WHAT YOU WILL DO ▸
Scan the data below. Pull out each line where "derives" occurs.

START MATERIAL FOR THE TASK

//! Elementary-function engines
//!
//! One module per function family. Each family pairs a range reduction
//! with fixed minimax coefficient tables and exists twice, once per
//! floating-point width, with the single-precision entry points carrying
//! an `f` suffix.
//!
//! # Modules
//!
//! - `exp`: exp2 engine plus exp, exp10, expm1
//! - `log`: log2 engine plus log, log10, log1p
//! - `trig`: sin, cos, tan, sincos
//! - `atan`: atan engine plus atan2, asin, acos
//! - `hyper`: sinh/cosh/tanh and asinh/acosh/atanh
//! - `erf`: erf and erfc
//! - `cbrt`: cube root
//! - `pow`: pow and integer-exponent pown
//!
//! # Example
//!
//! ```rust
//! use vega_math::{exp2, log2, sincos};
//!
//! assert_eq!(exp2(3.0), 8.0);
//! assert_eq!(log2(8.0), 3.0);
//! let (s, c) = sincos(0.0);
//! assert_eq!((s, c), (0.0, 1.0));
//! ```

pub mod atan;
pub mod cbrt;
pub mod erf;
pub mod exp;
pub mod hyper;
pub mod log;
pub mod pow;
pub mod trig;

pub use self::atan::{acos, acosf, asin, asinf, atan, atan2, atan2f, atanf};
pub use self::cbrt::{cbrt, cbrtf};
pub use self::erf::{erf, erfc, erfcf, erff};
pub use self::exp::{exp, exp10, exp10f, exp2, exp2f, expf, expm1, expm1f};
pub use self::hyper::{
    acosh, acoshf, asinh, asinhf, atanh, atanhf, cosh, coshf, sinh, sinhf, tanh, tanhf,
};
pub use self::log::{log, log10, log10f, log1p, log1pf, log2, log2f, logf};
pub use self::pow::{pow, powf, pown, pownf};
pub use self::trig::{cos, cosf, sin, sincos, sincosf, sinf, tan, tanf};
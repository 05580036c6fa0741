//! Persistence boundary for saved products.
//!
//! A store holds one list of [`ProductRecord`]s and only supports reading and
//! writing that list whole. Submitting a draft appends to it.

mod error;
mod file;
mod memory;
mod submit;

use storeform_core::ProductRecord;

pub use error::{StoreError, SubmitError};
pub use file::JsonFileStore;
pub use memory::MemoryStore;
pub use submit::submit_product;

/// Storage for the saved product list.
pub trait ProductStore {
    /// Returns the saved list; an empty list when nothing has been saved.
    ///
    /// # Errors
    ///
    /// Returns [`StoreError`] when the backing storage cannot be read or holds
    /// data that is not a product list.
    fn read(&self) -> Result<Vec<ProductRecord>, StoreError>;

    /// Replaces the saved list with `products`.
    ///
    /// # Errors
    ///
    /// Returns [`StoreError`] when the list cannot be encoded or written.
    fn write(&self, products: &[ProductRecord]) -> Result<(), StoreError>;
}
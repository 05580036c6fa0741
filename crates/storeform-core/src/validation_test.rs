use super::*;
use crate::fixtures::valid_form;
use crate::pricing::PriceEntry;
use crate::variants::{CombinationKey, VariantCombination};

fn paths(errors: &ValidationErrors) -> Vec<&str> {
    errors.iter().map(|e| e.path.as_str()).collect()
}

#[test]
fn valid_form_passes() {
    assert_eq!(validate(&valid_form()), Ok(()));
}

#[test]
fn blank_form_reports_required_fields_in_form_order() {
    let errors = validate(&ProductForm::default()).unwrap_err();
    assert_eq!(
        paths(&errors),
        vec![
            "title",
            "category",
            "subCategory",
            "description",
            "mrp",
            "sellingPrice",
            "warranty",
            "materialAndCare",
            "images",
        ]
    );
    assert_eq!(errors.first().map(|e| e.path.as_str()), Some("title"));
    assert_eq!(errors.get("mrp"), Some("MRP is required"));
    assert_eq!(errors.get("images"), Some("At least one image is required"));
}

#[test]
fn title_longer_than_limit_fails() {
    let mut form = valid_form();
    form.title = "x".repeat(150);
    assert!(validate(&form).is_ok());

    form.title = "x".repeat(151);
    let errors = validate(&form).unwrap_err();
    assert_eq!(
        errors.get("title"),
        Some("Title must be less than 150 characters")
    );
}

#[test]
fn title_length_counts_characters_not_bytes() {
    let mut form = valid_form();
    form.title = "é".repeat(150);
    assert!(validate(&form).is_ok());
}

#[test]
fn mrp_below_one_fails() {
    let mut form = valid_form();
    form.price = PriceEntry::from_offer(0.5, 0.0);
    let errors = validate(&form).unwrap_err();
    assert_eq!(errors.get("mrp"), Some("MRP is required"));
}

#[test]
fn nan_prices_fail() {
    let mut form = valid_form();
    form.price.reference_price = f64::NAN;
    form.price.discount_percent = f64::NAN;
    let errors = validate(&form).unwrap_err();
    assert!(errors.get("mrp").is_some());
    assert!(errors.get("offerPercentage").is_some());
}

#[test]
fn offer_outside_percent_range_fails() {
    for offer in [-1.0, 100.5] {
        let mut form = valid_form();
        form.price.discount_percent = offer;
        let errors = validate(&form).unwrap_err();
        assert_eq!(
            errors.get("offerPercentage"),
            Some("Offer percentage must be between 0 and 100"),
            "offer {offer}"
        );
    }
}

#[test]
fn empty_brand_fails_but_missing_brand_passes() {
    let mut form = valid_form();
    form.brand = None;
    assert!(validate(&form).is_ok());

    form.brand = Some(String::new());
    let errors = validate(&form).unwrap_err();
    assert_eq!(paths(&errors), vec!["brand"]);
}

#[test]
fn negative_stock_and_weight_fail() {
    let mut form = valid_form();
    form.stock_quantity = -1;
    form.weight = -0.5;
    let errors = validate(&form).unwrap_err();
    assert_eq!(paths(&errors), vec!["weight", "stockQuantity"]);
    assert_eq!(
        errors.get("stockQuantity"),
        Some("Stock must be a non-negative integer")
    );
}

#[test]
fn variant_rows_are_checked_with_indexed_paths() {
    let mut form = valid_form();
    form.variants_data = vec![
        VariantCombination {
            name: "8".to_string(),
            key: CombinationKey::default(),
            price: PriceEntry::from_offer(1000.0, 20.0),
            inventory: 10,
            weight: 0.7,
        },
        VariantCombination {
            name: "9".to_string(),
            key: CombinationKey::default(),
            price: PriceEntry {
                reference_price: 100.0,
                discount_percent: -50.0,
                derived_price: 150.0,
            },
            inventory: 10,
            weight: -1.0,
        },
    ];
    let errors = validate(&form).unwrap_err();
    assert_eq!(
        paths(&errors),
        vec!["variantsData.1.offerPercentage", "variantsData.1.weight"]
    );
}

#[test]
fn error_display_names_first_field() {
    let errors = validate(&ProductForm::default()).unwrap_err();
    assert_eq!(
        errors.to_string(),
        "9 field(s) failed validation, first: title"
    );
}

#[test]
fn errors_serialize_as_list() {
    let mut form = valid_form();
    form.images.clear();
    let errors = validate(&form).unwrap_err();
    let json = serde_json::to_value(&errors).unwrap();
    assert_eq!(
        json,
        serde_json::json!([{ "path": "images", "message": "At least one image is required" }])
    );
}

END MATERIAL FOR THE TASK
START MATERIAL FOR THE TASK

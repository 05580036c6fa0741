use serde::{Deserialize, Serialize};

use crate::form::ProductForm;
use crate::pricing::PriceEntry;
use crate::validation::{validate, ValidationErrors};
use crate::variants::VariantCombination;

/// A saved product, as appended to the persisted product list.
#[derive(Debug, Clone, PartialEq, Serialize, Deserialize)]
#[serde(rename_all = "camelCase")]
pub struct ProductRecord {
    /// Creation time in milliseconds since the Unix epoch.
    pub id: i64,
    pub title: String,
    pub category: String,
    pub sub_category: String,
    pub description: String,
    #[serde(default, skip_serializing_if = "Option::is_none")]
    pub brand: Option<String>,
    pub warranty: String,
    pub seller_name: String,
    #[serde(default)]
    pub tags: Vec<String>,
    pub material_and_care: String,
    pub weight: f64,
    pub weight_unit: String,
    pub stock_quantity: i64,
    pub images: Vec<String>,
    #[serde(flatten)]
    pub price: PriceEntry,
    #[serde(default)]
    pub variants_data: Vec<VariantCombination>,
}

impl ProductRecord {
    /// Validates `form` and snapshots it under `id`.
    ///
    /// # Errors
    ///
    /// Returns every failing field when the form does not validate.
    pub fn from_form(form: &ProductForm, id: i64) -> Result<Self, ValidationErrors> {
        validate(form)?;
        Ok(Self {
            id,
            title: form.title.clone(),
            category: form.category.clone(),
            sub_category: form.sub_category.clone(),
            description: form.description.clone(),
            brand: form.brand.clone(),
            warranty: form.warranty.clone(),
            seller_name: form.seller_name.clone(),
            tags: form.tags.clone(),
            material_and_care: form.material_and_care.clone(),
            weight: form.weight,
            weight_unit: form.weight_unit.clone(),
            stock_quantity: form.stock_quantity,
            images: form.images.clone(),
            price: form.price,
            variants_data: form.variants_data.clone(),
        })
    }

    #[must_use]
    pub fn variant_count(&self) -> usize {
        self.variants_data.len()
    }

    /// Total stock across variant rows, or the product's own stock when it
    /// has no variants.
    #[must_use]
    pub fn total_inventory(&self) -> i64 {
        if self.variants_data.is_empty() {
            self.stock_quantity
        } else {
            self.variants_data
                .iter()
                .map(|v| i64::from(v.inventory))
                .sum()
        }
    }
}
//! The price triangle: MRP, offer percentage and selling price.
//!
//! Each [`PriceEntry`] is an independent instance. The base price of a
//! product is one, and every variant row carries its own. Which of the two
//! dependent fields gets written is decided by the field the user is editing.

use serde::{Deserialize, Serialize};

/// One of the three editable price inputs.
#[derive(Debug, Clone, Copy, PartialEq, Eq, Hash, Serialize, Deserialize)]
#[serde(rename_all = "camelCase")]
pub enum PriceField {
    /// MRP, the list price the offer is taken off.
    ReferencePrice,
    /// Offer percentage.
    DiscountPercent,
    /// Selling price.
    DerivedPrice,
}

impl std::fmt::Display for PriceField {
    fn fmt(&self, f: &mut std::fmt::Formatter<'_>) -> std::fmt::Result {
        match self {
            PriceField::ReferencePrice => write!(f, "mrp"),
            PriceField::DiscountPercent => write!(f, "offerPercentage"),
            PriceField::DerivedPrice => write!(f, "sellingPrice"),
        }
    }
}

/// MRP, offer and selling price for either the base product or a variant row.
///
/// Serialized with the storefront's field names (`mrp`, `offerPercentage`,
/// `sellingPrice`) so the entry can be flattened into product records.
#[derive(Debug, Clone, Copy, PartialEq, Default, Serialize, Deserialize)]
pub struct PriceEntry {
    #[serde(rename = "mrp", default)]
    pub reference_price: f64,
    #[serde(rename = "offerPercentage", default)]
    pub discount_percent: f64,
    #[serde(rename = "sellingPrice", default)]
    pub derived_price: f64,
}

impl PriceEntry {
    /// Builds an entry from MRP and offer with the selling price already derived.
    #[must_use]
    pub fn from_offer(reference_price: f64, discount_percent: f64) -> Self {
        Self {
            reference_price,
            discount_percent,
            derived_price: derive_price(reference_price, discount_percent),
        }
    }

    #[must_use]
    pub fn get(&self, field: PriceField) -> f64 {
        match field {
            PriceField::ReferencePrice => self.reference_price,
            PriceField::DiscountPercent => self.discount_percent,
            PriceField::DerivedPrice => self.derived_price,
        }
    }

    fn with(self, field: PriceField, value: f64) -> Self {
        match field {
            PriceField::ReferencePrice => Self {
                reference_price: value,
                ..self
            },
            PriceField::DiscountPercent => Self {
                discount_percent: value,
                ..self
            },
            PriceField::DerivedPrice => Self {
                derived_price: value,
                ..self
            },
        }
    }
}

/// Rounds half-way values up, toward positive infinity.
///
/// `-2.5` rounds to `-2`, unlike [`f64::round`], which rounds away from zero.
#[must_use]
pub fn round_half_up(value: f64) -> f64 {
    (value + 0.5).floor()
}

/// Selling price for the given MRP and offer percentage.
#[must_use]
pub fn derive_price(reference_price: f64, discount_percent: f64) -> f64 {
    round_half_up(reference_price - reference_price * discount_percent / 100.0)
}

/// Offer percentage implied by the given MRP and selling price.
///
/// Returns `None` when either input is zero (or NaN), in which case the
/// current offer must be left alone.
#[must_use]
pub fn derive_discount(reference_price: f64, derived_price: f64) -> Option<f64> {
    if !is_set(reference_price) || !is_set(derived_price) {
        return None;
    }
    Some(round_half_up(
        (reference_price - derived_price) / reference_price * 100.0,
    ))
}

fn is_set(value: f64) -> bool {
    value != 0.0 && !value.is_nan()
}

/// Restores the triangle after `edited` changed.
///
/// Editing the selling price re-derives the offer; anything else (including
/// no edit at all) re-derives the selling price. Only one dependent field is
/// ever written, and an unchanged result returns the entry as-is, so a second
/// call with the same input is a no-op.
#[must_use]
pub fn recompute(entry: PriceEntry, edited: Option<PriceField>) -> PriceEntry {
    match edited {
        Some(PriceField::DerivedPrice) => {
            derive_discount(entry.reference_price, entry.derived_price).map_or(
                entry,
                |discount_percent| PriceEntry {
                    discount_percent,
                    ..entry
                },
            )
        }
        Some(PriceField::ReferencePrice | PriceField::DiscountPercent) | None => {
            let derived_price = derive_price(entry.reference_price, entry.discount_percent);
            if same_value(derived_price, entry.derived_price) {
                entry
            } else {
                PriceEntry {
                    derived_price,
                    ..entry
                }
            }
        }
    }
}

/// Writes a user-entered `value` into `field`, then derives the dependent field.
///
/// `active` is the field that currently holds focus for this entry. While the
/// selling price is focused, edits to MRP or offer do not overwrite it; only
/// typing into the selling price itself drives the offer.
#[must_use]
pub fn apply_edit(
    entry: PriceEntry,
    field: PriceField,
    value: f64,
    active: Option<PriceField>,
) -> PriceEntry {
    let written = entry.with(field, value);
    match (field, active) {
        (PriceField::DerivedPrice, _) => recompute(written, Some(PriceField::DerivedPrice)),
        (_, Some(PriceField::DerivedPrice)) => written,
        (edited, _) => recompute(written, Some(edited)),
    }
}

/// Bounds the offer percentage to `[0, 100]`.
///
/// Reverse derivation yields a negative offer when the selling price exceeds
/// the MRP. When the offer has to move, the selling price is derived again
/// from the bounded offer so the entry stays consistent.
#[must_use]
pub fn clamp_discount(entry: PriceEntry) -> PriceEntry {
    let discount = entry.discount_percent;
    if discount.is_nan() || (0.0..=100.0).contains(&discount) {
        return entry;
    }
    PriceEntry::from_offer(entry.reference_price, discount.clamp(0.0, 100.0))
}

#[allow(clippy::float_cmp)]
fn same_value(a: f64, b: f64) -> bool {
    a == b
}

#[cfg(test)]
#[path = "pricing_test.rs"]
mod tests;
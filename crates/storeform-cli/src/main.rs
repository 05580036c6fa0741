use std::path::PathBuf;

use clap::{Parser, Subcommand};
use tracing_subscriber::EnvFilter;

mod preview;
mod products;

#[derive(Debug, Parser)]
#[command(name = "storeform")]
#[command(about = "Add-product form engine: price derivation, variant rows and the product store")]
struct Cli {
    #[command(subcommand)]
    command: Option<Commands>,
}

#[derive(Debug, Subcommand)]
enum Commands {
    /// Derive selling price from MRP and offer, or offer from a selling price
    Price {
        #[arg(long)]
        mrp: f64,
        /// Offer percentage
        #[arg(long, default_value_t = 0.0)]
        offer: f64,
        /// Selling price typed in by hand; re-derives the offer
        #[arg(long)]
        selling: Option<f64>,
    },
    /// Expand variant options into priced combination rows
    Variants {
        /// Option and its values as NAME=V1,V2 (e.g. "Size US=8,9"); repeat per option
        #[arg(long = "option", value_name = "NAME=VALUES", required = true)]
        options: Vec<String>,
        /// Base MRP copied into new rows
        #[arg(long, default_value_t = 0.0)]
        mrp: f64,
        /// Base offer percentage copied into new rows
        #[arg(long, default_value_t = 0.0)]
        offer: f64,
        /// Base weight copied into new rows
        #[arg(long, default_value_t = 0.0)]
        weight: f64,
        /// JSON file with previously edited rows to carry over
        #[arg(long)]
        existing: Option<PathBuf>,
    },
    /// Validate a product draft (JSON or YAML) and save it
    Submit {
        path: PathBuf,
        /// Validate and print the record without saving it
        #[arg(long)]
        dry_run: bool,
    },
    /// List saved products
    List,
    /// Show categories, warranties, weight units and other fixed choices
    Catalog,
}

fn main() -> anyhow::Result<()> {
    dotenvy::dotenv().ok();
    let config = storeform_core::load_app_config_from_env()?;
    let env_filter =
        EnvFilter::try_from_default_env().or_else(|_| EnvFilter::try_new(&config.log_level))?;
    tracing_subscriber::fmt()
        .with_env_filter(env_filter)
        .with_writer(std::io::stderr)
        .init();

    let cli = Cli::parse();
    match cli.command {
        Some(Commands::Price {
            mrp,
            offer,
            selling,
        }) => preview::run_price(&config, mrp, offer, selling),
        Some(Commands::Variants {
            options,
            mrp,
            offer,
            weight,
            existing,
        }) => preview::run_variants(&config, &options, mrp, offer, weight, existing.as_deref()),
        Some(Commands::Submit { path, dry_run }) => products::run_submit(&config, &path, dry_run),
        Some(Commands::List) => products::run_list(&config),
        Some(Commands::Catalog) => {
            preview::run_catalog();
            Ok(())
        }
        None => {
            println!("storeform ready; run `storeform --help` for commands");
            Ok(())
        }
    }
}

END MATERIAL FOR THE TASK

RESPONSE TO THE TASK ▸
/// Editing the selling price re-derives the offer; anything else (including
/// no edit at all) re-derives the selling price. Only one dependent field is
/// Writes a user-entered `value` into `field`, then derives the dependent field.
        /// Selling price typed in by hand; re-derives the offer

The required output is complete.